In Hofstadter's book I Am a Strange Loop, discussed in my review found here on Cigar Room of Books, he tells a touching true-life story of his wife's passing. In that story he eventually climbs out of the funk he found himself in. This translation project was his bridge. He provides a rationale of how the entwined life between himself and Carol became an entwined thought pattern. Thought being capable of transcending modalities, allows is wife Carol to live on through the people she was close to, and then through generations. In piecing together the story in Strange Loop and his preface in this book, I have come to conclude that the hidden power of love drove Hofstadter, to this project so that he could he could release his grief and find a higher plane to express his love for Carol. The most remarkable feat I this book is Hofstadter, already fluent in a few languages which are mere symbols of thought, flowing from the patterns of DNA, he translates a poem written in Russian, a language he is not fluent in by the most renowned Russian author ever and receives high accolades from Russians who say he captured the pure essence of Pushkin's heart and mind.

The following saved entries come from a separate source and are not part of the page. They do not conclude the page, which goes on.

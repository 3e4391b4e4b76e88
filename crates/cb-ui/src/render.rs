//! Render functions

use cb_core::comment::{Comment, LoadState, SortMode};
use ratatui::text::Line as TextLine;
use ratatui::{prelude::*, widgets::*};

use crate::app::{AppMode, Board};
use crate::theme::Theme;

/// Draw the whole view
pub fn draw(frame: &mut Frame, board: &Board, theme: &Theme) {
    let area = frame.area();
    let editing = board.state.mode == AppMode::Insert;

    let mut constraints = vec![Constraint::Length(1), Constraint::Min(3)];
    if editing {
        constraints.push(Constraint::Length(3));
    }
    constraints.push(Constraint::Length(1));

    let chunks = Layout::default()
        .direction(Direction::Vertical)
        .constraints(constraints)
        .split(area);

    render_tab_bar(frame, chunks[0], board, theme);
    render_comment_list(frame, chunks[1], board, theme);
    if editing {
        render_comment_editor(frame, chunks[2], board, theme);
    }
    render_status_bar(frame, chunks[chunks.len() - 1], board);

    if board.state.mode == AppMode::Help {
        render_help(frame, area);
    }
}

fn render_tab_bar(frame: &mut Frame, area: Rect, board: &Board, theme: &Theme) {
    let active = board.store().sort_mode();

    let mut spans = vec![
        Span::styled(" Comments ", Style::default().add_modifier(Modifier::BOLD)),
        Span::styled(
            format!("{} ", board.store().len()),
            Style::default().fg(theme.meta),
        ),
        Span::raw("  "),
    ];

    for mode in SortMode::ALL {
        let style = if mode == active {
            Style::default()
                .fg(theme.active_tab)
                .add_modifier(Modifier::BOLD | Modifier::UNDERLINED)
        } else {
            Style::default().fg(theme.inactive_tab)
        };
        spans.push(Span::styled(mode.label(), style));
        spans.push(Span::raw("  "));
    }

    frame.render_widget(Paragraph::new(TextLine::from(spans)), area);
}

fn render_comment_list(frame: &mut Frame, area: Rect, board: &Board, theme: &Theme) {
    let border = if board.state.mode == AppMode::Insert {
        theme.unfocus_border
    } else {
        theme.focus_border
    };
    let block = Block::default()
        .borders(Borders::ALL)
        .border_style(Style::default().fg(border));

    match board.store().load_state() {
        LoadState::Pending => {
            frame.render_widget(Paragraph::new("Loading comments...").block(block), area);
            return;
        }
        LoadState::Unavailable(reason) => {
            let text = vec![
                TextLine::from(Span::styled(
                    "Comment list unavailable",
                    Style::default().fg(theme.error).add_modifier(Modifier::BOLD),
                )),
                TextLine::from(""),
                TextLine::from(reason.as_str()),
                TextLine::from(""),
                TextLine::from(Span::styled(
                    "Press r to retry",
                    Style::default().fg(theme.meta),
                )),
            ];
            frame.render_widget(
                Paragraph::new(text).block(block).wrap(Wrap { trim: true }),
                area,
            );
            return;
        }
        LoadState::Ready => {}
    }

    if board.store().is_empty() {
        frame.render_widget(
            Paragraph::new("No comments yet. Press c to write one.").block(block),
            area,
        );
        return;
    }

    let items: Vec<ListItem> = board
        .store()
        .comments()
        .iter()
        .map(|comment| comment_item(comment, board, theme))
        .collect();

    let list = List::new(items)
        .block(block)
        .highlight_style(Style::default().bg(theme.selection))
        .highlight_symbol("> ");

    let mut list_state = ListState::default().with_selected(Some(board.state.selected));
    frame.render_stateful_widget(list, area, &mut list_state);
}

fn comment_item<'a>(comment: &'a Comment, board: &Board, theme: &Theme) -> ListItem<'a> {
    let mut header = Vec::new();
    if board.options().show_avatars {
        header.push(Span::styled(
            format!("[{}] ", comment.author.initial()),
            Style::default().fg(theme.meta),
        ));
    }
    header.push(Span::styled(
        comment.author.display_name.as_str(),
        Style::default().fg(theme.author).add_modifier(Modifier::BOLD),
    ));

    let mut meta = vec![
        Span::raw("    "),
        Span::styled(comment.display_time(), Style::default().fg(theme.meta)),
        Span::styled(
            format!("  Likes: {}", comment.like_count),
            Style::default().fg(theme.meta),
        ),
    ];
    if comment.is_authored_by(board.user()) {
        meta.push(Span::styled("  [x] delete", Style::default().fg(theme.delete)));
    }

    ListItem::new(vec![
        TextLine::from(header),
        TextLine::from(vec![Span::raw("    "), Span::raw(comment.text.as_str())]),
        TextLine::from(meta),
        TextLine::from(""),
    ])
}

fn render_comment_editor(frame: &mut Frame, area: Rect, board: &Board, theme: &Theme) {
    let block = Block::default()
        .title("Publish a friendly comment (Enter to publish, Esc to close)")
        .borders(Borders::ALL)
        .border_style(Style::default().fg(theme.focus_border));
    let inner = block.inner(area);
    frame.render_widget(block, area);

    let state = &board.state;
    frame.render_widget(Paragraph::new(state.editor_content.as_str()), inner);

    // CJK characters are two columns wide
    let display_width: usize = state
        .editor_content
        .chars()
        .take(state.editor_cursor)
        .map(|c| if c.is_ascii() { 1 } else { 2 })
        .sum();

    let cursor_x = inner
        .x
        .saturating_add(display_width as u16)
        .min(inner.x + inner.width.saturating_sub(1));
    frame.set_cursor_position((cursor_x, inner.y));
}

fn render_status_bar(frame: &mut Frame, area: Rect, board: &Board) {
    let mode = match board.state.mode {
        AppMode::Normal => "NORMAL",
        AppMode::Insert => "INSERT",
        AppMode::Help => "HELP",
    };

    let text = board.state.message.clone().unwrap_or_else(|| {
        format!(
            " {} | {} | {} comments | {} | ? for help ",
            mode,
            board.store().sort_mode().label(),
            board.store().len(),
            board.user().as_author().display_name,
        )
    });

    frame.render_widget(
        Paragraph::new(text).style(Style::default().bg(Color::DarkGray).fg(Color::White)),
        area,
    );
}

fn render_help(frame: &mut Frame, area: Rect) {
    let text = vec![
        TextLine::from(Span::styled(
            "comment-board",
            Style::default().add_modifier(Modifier::BOLD),
        )),
        TextLine::from(""),
        TextLine::from(Span::styled("Tabs", Style::default().fg(Color::Yellow))),
        TextLine::from("  h           Hottest (most likes first)"),
        TextLine::from("  t           Latest (newest first)"),
        TextLine::from("  Tab         Switch tab"),
        TextLine::from(""),
        TextLine::from(Span::styled("List", Style::default().fg(Color::Yellow))),
        TextLine::from("  j/k         Move selection"),
        TextLine::from("  g/G         Go to top/bottom"),
        TextLine::from("  c           Write a comment"),
        TextLine::from("  x           Delete your selected comment"),
        TextLine::from("  r           Retry loading the list"),
        TextLine::from(""),
        TextLine::from(Span::styled("Other", Style::default().fg(Color::Yellow))),
        TextLine::from("  q           Quit"),
        TextLine::from("  ?           Show this help"),
        TextLine::from(""),
        TextLine::from(Span::styled(
            "Press any key to close",
            Style::default().fg(Color::DarkGray),
        )),
    ];

    let help_area = centered_rect(50, 70, area);
    frame.render_widget(Clear, help_area);
    frame.render_widget(
        Paragraph::new(text).block(
            Block::default()
                .title("Help")
                .borders(Borders::ALL)
                .border_style(Style::default().fg(Color::Cyan)),
        ),
        help_area,
    );
}

fn centered_rect(percent_x: u16, percent_y: u16, r: Rect) -> Rect {
    let popup = Layout::default()
        .direction(Direction::Vertical)
        .constraints([
            Constraint::Percentage((100 - percent_y) / 2),
            Constraint::Percentage(percent_y),
            Constraint::Percentage((100 - percent_y) / 2),
        ])
        .split(r);
    Layout::default()
        .direction(Direction::Horizontal)
        .constraints([
            Constraint::Percentage((100 - percent_x) / 2),
            Constraint::Percentage(percent_x),
            Constraint::Percentage((100 - percent_x) / 2),
        ])
        .split(popup[1])[1]
}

You find evidence in chapter 7 verse 23: to my summation...to read on, please do a keyword search for my blog using cigarroomofbooks.blogspot. There you find the evidence and my reaction to Hofstadter and Pushkin
Clodebd
good read
Forey
MY OWN CLEver words for enjoyment
Of this Onegin, let me share.
For Douglas 'twas more than employment
This short tale, so simple, so bare.
Doug took time for this rendition
He used well his famed erudition;
He polished his verse, the rhymes all matched,
Though some lines were long to be hatched.
Above all, Pushkin's quick clever
Wit shines through from his age to ours.
Such fun reading it was, I never
Felt I had wasted those hours.
All in all I think this book fine
And as Doug ends his lines, I mine.
Whitegrove
Eugene Onegin is the pinnacle of Russian literature. This hundred-page poem is embedded in Russian brains. Imagine high school nerds repeating the "dead parrot" skit from Monty Python. Now imagine that for all Python skits, the whole population could do that. Eugene Onegin is ubiquitous in Russia. A tale of love and longing, fair maid Tatyana pursues her Romeo. "Romeo" is named Eugene Onegin and he is a decent enough playboy prince. The story is classic, particularly the sections of dialog between Tatyana and Eugene. School children should study their exchanges, which would fit neatly into a forty-minute class. Perhaps, in doing so, literature would score rare points over "Malcolm in the Middle". I read this poem out of admiration for Hofstadter, the translator, a cognitive scientist, Pulitzer Prize winner and all around Einstein. "Godel, Escher, Bach" (1979) earned Hofstadter immortality at a young age. If you wish to think deeply, let Hofstadter guide you with his science and philosophy. Hofstadter claims the definitive translation of Eugene Onegin is that of James Fallen. Thus, Hofstadter was liberated to translate liberally and with personal pinache. Admittedly, I haven't memorized the stanzas, so perhaps something was lost in translation. Nonetheless, I'll guarantee that you will finish this poem if you make it half way through. Shakespeare himself would not complain at losing a few days of English instruction to Russia's Pushkin, as the conclusion brings a smile to the dead.
Inertedub
Sure, Pushkin had fun with his Russian, and why shouldn't a translator carry that playfulness into his translation. But damn, I found it way too distracting. The introduction by Hofstadter was very interesting and conveyed his love and dedication to this novel; my hopes were high for an enjoyable ride. But I found the novel too dificult to follow, and the clever translation distracting. Hofstadter himself recommends a translation by Falen, and I concur, finding it much easier to follow.